I don't contest that IRV has issues. The question is, would an implementation of IRV be practical, and would it improve things GIVEN THE SYSTEM AS SET UP NOW, with separate party primary elections, IN THE LOCAL SEATS.

If you don't understand the difference between incremental reform and flailing endlessly in search of instant perfection while nothing actually gets done about an immediate problem, then don't bother reading the rest of this reply.

Because I'm not interested in talking about theories only you and I and other people who are mathematically inclined understand. A lot of the drawbacks attributed to IRV are based on the supposition that a large proportion of the general public will "do the math" and vote strategically.
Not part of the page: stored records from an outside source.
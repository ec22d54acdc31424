//! Physical surface descriptor.

/// Geometry of a linear packed-RGB pixel surface.
///
/// `pitch` is the byte stride between rows and may exceed
/// `width * BYTES_PER_PIXEL` on padded framebuffers; all row addressing must
/// go through [`SurfaceInfo::pitch_px`], never the visible width.
#[derive(Copy, Clone, Debug, PartialEq, Eq)]
pub struct SurfaceInfo {
    pub width: u32,
    pub height: u32,
    /// Byte stride per row.
    pub pitch: u32,
}

impl SurfaceInfo {
    pub const BYTES_PER_PIXEL: u32 = 4;
    pub const MAX_DIMENSION: u32 = 16384;
    pub const MAX_BUFFER_SIZE: usize = 64 * 1024 * 1024;

    #[inline]
    pub const fn new(width: u32, height: u32, pitch: u32) -> Self {
        Self {
            width,
            height,
            pitch,
        }
    }

    /// Pixels per row, padding included.
    #[inline]
    pub const fn pitch_px(&self) -> usize {
        (self.pitch / Self::BYTES_PER_PIXEL) as usize
    }

    /// Total pixels per frame, padding included.
    #[inline]
    pub const fn frame_len(&self) -> usize {
        self.pitch_px() * self.height as usize
    }

    /// Total frame bytes.
    #[inline]
    pub const fn buffer_size(&self) -> usize {
        self.frame_len() * Self::BYTES_PER_PIXEL as usize
    }

    /// True when (x, y) lies on the visible surface.
    #[inline]
    pub fn contains(&self, x: i32, y: i32) -> bool {
        x >= 0 && y >= 0 && (x as u32) < self.width && (y as u32) < self.height
    }

    pub fn is_valid(&self) -> bool {
        if self.width < 1 || self.width > Self::MAX_DIMENSION {
            return false;
        }
        if self.height < 1 || self.height > Self::MAX_DIMENSION {
            return false;
        }
        if self.pitch % Self::BYTES_PER_PIXEL != 0 {
            return false;
        }
        if self.pitch < self.width * Self::BYTES_PER_PIXEL {
            return false;
        }
        self.buffer_size() <= Self::MAX_BUFFER_SIZE
    }
}

#[cfg(test)]
mod tests {
    use super::*;

    #[test]
    fn test_pitch_addressing() {
        let info = SurfaceInfo::new(640, 480, 2560);
        assert_eq!(info.pitch_px(), 640);
        assert_eq!(info.frame_len(), 640 * 480);

        let padded = SurfaceInfo::new(640, 480, 2720);
        assert_eq!(padded.pitch_px(), 680);
        assert_eq!(padded.frame_len(), 680 * 480);
        assert!(padded.is_valid());
    }

    #[test]
    fn test_validation_rejects_bad_descriptors() {
        assert!(!SurfaceInfo::new(0, 480, 2560).is_valid());
        assert!(!SurfaceInfo::new(640, 0, 2560).is_valid());
        // Pitch shorter than a row.
        assert!(!SurfaceInfo::new(640, 480, 2000).is_valid());
        // Pitch not a whole number of pixels.
        assert!(!SurfaceInfo::new(640, 480, 2561).is_valid());
    }

    #[test]
    fn test_contains() {
        let info = SurfaceInfo::new(64, 48, 256);
        assert!(info.contains(0, 0));
        assert!(info.contains(63, 47));
        assert!(!info.contains(64, 0));
        assert!(!info.contains(0, 48));
        assert!(!info.contains(-1, 5));
    }
}
//! Bounds-checked writes to the host-provided physical surface.

use core::mem;

use driftwm_abi::{SurfaceInfo, WmError};

/// The displayed pixel memory.
///
/// The base is kept as an address rather than a pointer so the owning
/// manager stays `Send` for hosts that park it behind a lock. The surface is
/// write-only: composition and cursor restore both read from the in-memory
/// frames, never from display memory.
pub struct PhysSurface {
    base: usize,
    info: SurfaceInfo,
}

impl PhysSurface {
    /// Validate the host descriptor and wrap the mapping.
    pub fn new(base: *mut u32, info: SurfaceInfo) -> Result<Self, WmError> {
        if base.is_null() || (base as usize) % mem::align_of::<u32>() != 0 {
            return Err(WmError::InvalidSurface);
        }
        if !info.is_valid() {
            return Err(WmError::InvalidSurface);
        }
        Ok(Self {
            base: base as usize,
            info,
        })
    }

    #[inline]
    pub fn info(&self) -> SurfaceInfo {
        self.info
    }

    #[inline]
    pub fn width(&self) -> i32 {
        self.info.width as i32
    }

    #[inline]
    pub fn height(&self) -> i32 {
        self.info.height as i32
    }

    /// Write one pixel by frame index; indices past the end are discarded.
    #[inline]
    pub fn write_index(&mut self, index: usize, px: u32) {
        if index >= self.info.frame_len() {
            return;
        }
        // SAFETY: the descriptor was validated in `new` and `index` is
        // bounds-checked against the mapped frame length above.
        unsafe {
            (self.base as *mut u32).add(index).write_volatile(px);
        }
    }

    /// Bounds-checked pixel write in surface coordinates.
    #[inline]
    pub fn plot(&mut self, x: i32, y: i32, px: u32) {
        if !self.info.contains(x, y) {
            return;
        }
        self.write_index(x as usize + self.info.pitch_px() * y as usize, px);
    }
}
While they do vote strategically now, it is only because it is immediately obvious to anyone with any level of functional intellect how to do so. Sure as a population we get smarter over time, but our immediate needs are not that complex.
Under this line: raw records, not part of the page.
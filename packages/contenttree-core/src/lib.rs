#![forbid(unsafe_code)]
//! Core of a content tree with full edit history: a structural diff/patch
//! engine over nested documents, an append-only audit log that can
//! reconstruct any prior document state, and a command layer that wraps
//! every tree mutation in a validate-before-mutate protocol.
//! The crate stays independent of concrete storage, search, and identity
//! engines so it can be embedded in any host that satisfies the traits
//! defined here.

pub mod commands;
pub mod diff;
pub mod error;
pub mod flatten;
pub mod history;
pub mod ids;
pub mod node;
pub mod reorder;
pub mod text_delta;
pub mod traits;
pub mod value;

pub use commands::Commands;
pub use diff::{apply, apply_sequence, diff, diff_flat, patch_paths, Patch};
pub use error::{Error, Result};
pub use flatten::{flatten, unflatten, LEN_KEY};
pub use history::{
    child_entry, diff_between, edit_changes, reconstruct, ActionKind, Boundary, ChildRef, CopyRef,
    FieldChange, HistoryPayload, HistoryRecord, HistoryStore, MemoryHistoryStore, RenameRef,
};
pub use ids::{ActorId, EntityId, RecordId};
pub use node::{
    id_path, in_trash, ordered_children, resource_path, validate_name, walk_subtree, ContentNode,
    Memento, NodeKind, RESERVED_NAMES,
};
pub use reorder::{
    reorder_by_delta, reorder_down, reorder_to_bottom, reorder_to_top, reorder_up, ReorderTarget,
};
pub use text_delta::{apply_delta, encode, is_delta, make_delta, mark_changes, DELTA_MARKER};
pub use traits::{
    ActorSource, Anonymous, ContentTree, FixedActor, Indexer, MemoryContentTree, NoopIndexer,
    PublicationWorkflow, RecordingIndexer, Workflow, STATE_PENDING, STATE_PRIVATE, STATE_PUBLISHED,
};
pub use value::{Document, FlatDocument, Scalar, Value};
Moreover, the confidence of the electorate needs to be restored. If you need a math or engineering degree to understand the system, it is not a viable system, because it does not meet this non-technical criteria. Until a large body of people who understand the system gains the public trust enough to transfer that trust to the voting
system, a transparent and easily understandable system is mandatory. Most everyone today can wrap their head around a run-off election.

IRV eventually will have to be replaced -- as the demand for large candidate counts increases, the summability criterion will create a demand for a more easy system of compartmentalized reporting. This will happen gradually, over time, and will represent a problem officials will view as "needing an upgrade" rather than rocking the boat. This will probably happen before IRV is used in any large regional or statewide elections, and it may be helped by public pressure due to the popularity of IRV in local elections, should it prove popular.
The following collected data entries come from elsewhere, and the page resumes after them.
//! Reversible, length-bounded text deltas, plus a display-oriented rendering
//! of the same character diff for history views.
//!
//! A delta transforms the *current* (newer) text back into the older text:
//! `apply_delta(new, make_delta(old, new)) == old`. Deltas are strings so
//! they can sit in a patch next to literal values; the `"@@ "` marker
//! distinguishes them. `encode` only stores a delta when it is shorter than
//! the old value, so history never spends more on a changed field than
//! storing it verbatim would.
//!
//! Wire format after the marker: tab-separated ops over character counts.
//! `=n` copies n characters of the current text, `-text` drops exactly that
//! text from the current position (verified on application), `+text` inserts
//! text. Inserted and dropped text percent-escapes `%`, tab, CR and LF.

use crate::error::{Error, Result};
use crate::value::Scalar;

/// Prefix that marks a stored string as a delta rather than a literal.
pub const DELTA_MARKER: &str = "@@ ";

const OP_SEPARATOR: char = '\t';

/// Search ceiling for the shortest-edit-script pass. Beyond it the delta
/// degrades to a whole-text replacement, which `encode`'s length gate then
/// usually rejects in favor of the literal value.
const MAX_EDIT_DISTANCE: usize = 1024;

#[derive(Clone, Copy, PartialEq, Eq)]
enum Edit {
    Keep(char),
    Drop(char),
    Insert(char),
}

enum DeltaOp {
    Keep(usize),
    Drop(String),
    Insert(String),
}

/// True when a stored scalar string carries a delta.
pub fn is_delta(text: &str) -> bool {
    text.starts_with(DELTA_MARKER)
}

/// Build a delta that recovers `old` from `new`.
pub fn make_delta(old: &str, new: &str) -> String {
    let old_chars: Vec<char> = old.chars().collect();
    let new_chars: Vec<char> = new.chars().collect();
    let (prefix, suffix) = common_affixes(&new_chars, &old_chars);
    let current = &new_chars[prefix..new_chars.len() - suffix];
    let target = &old_chars[prefix..old_chars.len() - suffix];

    let mut ops: Vec<DeltaOp> = Vec::new();
    if prefix > 0 {
        ops.push(DeltaOp::Keep(prefix));
    }
    match shortest_edits(current, target) {
        Some(edits) => collect_ops(&edits, &mut ops),
        None => {
            // Texts too dissimilar for a minimal script; replace wholesale.
            if !current.is_empty() {
                ops.push(DeltaOp::Drop(current.iter().collect()));
            }
            if !target.is_empty() {
                ops.push(DeltaOp::Insert(target.iter().collect()));
            }
        }
    }
    if suffix > 0 {
        ops.push(DeltaOp::Keep(suffix));
    }

    let mut out = String::from(DELTA_MARKER);
    for (i, op) in ops.iter().enumerate() {
        if i > 0 {
            out.push(OP_SEPARATOR);
        }
        match op {
            DeltaOp::Keep(n) => out.push_str(&format!("={n}")),
            DeltaOp::Drop(text) => {
                out.push('-');
                out.push_str(&escape(text));
            }
            DeltaOp::Insert(text) => {
                out.push('+');
                out.push_str(&escape(text));
            }
        }
    }
    out
}

/// Apply a delta to the current text, recovering the older text.
///
/// Fails with `CorruptDelta` whenever the delta and the text disagree:
/// missing marker, malformed ops, dropped text that does not match, or a
/// script that does not consume the current text exactly.
pub fn apply_delta(current: &str, delta: &str) -> Result<String> {
    let body = delta
        .strip_prefix(DELTA_MARKER)
        .ok_or_else(|| Error::CorruptDelta("missing delta marker".into()))?;
    let chars: Vec<char> = current.chars().collect();
    let mut pos = 0usize;
    let mut out = String::with_capacity(current.len());

    if !body.is_empty() {
        for op in body.split(OP_SEPARATOR) {
            let (tag, rest) = op.split_at(op.len().min(1));
            match tag {
                "=" => {
                    let n: usize = rest
                        .parse()
                        .map_err(|_| Error::CorruptDelta(format!("bad copy count \"{rest}\"")))?;
                    if pos + n > chars.len() {
                        return Err(Error::CorruptDelta(
                            "copy runs past the end of the current text".into(),
                        ));
                    }
                    out.extend(&chars[pos..pos + n]);
                    pos += n;
                }
                "-" => {
                    let expected = unescape(rest)?;
                    for want in expected.chars() {
                        match chars.get(pos) {
                            Some(have) if *have == want => pos += 1,
                            _ => {
                                return Err(Error::CorruptDelta(
                                    "dropped text does not match the current text".into(),
                                ));
                            }
                        }
                    }
                }
                "+" => out.push_str(&unescape(rest)?),
                _ => {
                    return Err(Error::CorruptDelta(format!("unknown op \"{op}\"")));
                }
            }
        }
    }

    if pos != chars.len() {
        return Err(Error::CorruptDelta(
            "delta does not span the current text".into(),
        ));
    }
    Ok(out)
}

/// Store the change from `old` to `new`: a delta when that is strictly
/// smaller than the old value, the literal old value otherwise.
pub fn encode(old: &str, new: &str) -> Scalar {
    let delta = make_delta(old, new);
    if delta.len() < old.len() {
        Scalar::Str(delta)
    } else {
        Scalar::Str(old.to_string())
    }
}

/// Render the change from `before` to `after` as an HTML fragment with
/// `<ins class="diff">` / `<del class="diff">` markers. Display only; never
/// stored and not reversible.
pub fn mark_changes(before: &str, after: &str) -> String {
    let before_chars: Vec<char> = before.chars().collect();
    let after_chars: Vec<char> = after.chars().collect();
    let (prefix, suffix) = common_affixes(&before_chars, &after_chars);
    let old_mid = &before_chars[prefix..before_chars.len() - suffix];
    let new_mid = &after_chars[prefix..after_chars.len() - suffix];

    let mut out = String::new();
    push_equal(&mut out, &before_chars[..prefix]);
    match shortest_edits(old_mid, new_mid) {
        Some(edits) => {
            let mut run = String::new();
            let mut kind: Option<u8> = None;
            for edit in edits {
                let (k, ch) = match edit {
                    Edit::Keep(c) => (0u8, c),
                    Edit::Drop(c) => (1u8, c),
                    Edit::Insert(c) => (2u8, c),
                };
                if kind != Some(k) {
                    flush_run(&mut out, kind, &run);
                    run.clear();
                    kind = Some(k);
                }
                run.push(ch);
            }
            flush_run(&mut out, kind, &run);
        }
        None => {
            flush_run(&mut out, Some(1), &old_mid.iter().collect::<String>());
            flush_run(&mut out, Some(2), &new_mid.iter().collect::<String>());
        }
    }
    push_equal(&mut out, &before_chars[before_chars.len() - suffix..]);
    out
}

fn push_equal(out: &mut String, chars: &[char]) {
    if !chars.is_empty() {
        out.push_str(&html_escape(&chars.iter().collect::<String>()));
    }
}

fn flush_run(out: &mut String, kind: Option<u8>, run: &str) {
    if run.is_empty() {
        return;
    }
    match kind {
        Some(0) => out.push_str(&html_escape(run)),
        Some(1) => {
            out.push_str("<del class=\"diff\">");
            out.push_str(&html_escape(run));
            out.push_str("</del>");
        }
        Some(2) => {
            out.push_str("<ins class=\"diff\">");
            out.push_str(&html_escape(run));
            out.push_str("</ins>");
        }
        _ => {}
    }
}

fn html_escape(text: &str) -> String {
    text.replace('&', "&amp;")
        .replace('<', "&lt;")
        .replace('>', "&gt;")
        .replace('\n', "<br />")
}

fn common_affixes(a: &[char], b: &[char]) -> (usize, usize) {
    let mut prefix = 0;
    while prefix < a.len() && prefix < b.len() && a[prefix] == b[prefix] {
        prefix += 1;
    }
    let mut suffix = 0;
    while suffix < a.len() - prefix && suffix < b.len() - prefix
        && a[a.len() - 1 - suffix] == b[b.len() - 1 - suffix]
    {
        suffix += 1;
    }
    (prefix, suffix)
}

fn collect_ops(edits: &[Edit], ops: &mut Vec<DeltaOp>) {
    let mut i = 0;
    while i < edits.len() {
        match edits[i] {
            Edit::Keep(_) => {
                let mut n = 0;
                while i < edits.len() && matches!(edits[i], Edit::Keep(_)) {
                    n += 1;
                    i += 1;
                }
                ops.push(DeltaOp::Keep(n));
            }
            Edit::Drop(_) => {
                let mut text = String::new();
                while let Some(Edit::Drop(c)) = edits.get(i) {
                    text.push(*c);
                    i += 1;
                }
                ops.push(DeltaOp::Drop(text));
            }
            Edit::Insert(_) => {
                let mut text = String::new();
                while let Some(Edit::Insert(c)) = edits.get(i) {
                    text.push(*c);
                    i += 1;
                }
                ops.push(DeltaOp::Insert(text));
            }
        }
    }
}

/// Myers shortest-edit-script between `a` (the current text) and `b` (the
/// target text). `Drop` consumes from `a`, `Insert` produces from `b`.
/// Returns `None` when the edit distance exceeds `MAX_EDIT_DISTANCE`.
fn shortest_edits(a: &[char], b: &[char]) -> Option<Vec<Edit>> {
    let n = a.len();
    let m = b.len();
    let max = n + m;
    if max == 0 {
        return Some(Vec::new());
    }
    let cap = MAX_EDIT_DISTANCE.min(max);
    let offset = max as isize;
    let mut v = vec![0usize; 2 * max + 2];
    // trace[d] snapshots the diagonals written in round d - 1 (parity d - 1),
    // which is exactly what backtracking through round d needs.
    let mut trace: Vec<Vec<usize>> = Vec::new();
    let mut found: Option<usize> = None;

    'search: for d in 0..=cap {
        let d_i = d as isize;
        let mut snapshot = Vec::with_capacity(d);
        let mut k = -(d_i - 1);
        while d > 0 && k <= d_i - 1 {
            snapshot.push(v[(k + offset) as usize]);
            k += 2;
        }
        trace.push(snapshot);

        let mut k = -d_i;
        while k <= d_i {
            let ki = (k + offset) as usize;
            let mut x = if k == -d_i || (k != d_i && v[ki - 1] < v[ki + 1]) {
                v[ki + 1]
            } else {
                v[ki - 1] + 1
            };
            let mut y = (x as isize - k) as usize;
            while x < n && y < m && a[x] == b[y] {
                x += 1;
                y += 1;
            }
            v[ki] = x;
            if x >= n && y >= m {
                found = Some(d);
                break 'search;
            }
            k += 2;
        }
    }

    let d_final = found?;
    let mut edits: Vec<Edit> = Vec::new();
    let mut x = n as isize;
    let mut y = m as isize;
    for d in (1..=d_final).rev() {
        let d_i = d as isize;
        let snapshot = &trace[d];
        let get = |kk: isize| snapshot[((kk + d_i - 1) / 2) as usize] as isize;
        let k = x - y;
        let prev_k = if k == -d_i || (k != d_i && get(k - 1) < get(k + 1)) {
            k + 1
        } else {
            k - 1
        };
        let prev_x = get(prev_k);
        let prev_y = prev_x - prev_k;
        while x > prev_x && y > prev_y {
            edits.push(Edit::Keep(a[(x - 1) as usize]));
            x -= 1;
            y -= 1;
        }
        if x == prev_x {
            edits.push(Edit::Insert(b[(y - 1) as usize]));
        } else {
            edits.push(Edit::Drop(a[(x - 1) as usize]));
        }
        x = prev_x;
        y = prev_y;
    }
    while x > 0 && y > 0 {
        edits.push(Edit::Keep(a[(x - 1) as usize]));
        x -= 1;
        y -= 1;
    }
    edits.reverse();
    Some(edits)
}

fn escape(text: &str) -> String {
    let mut out = String::with_capacity(text.len());
    for ch in text.chars() {
        match ch {
            '%' => out.push_str("%25"),
            '\t' => out.push_str("%09"),
            '\n' => out.push_str("%0A"),
            '\r' => out.push_str("%0D"),
            _ => out.push(ch),
        }
    }
    out
}

fn unescape(text: &str) -> Result<String> {
    let mut out = String::with_capacity(text.len());
    let mut chars = text.chars();
    while let Some(ch) = chars.next() {
        if ch == '%' {
            let (Some(hi), Some(lo)) = (chars.next(), chars.next()) else {
                return Err(Error::CorruptDelta("truncated escape sequence".into()));
            };
            let byte = u8::from_str_radix(&format!("{hi}{lo}"), 16)
                .map_err(|_| Error::CorruptDelta(format!("bad escape sequence \"%{hi}{lo}\"")))?;
            out.push(byte as char);
        } else {
            out.push(ch);
        }
    }
    Ok(out)
}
Implementing IRV clears the initial hurdle of getting the system to change, and knocks the legs out from under the "this is how we always have done it" mindset.

I cannot see where, given the types of elections we have today, the IRV failures would plausibly result in an extremely large failure rate of elections, and since it is very likely to take 5 to 10 years minimum to get IRV implemented statewide for local elections, by the time we start looking at regionals, the current equipment will be obselete and no longer a factor in selecting the technique itself.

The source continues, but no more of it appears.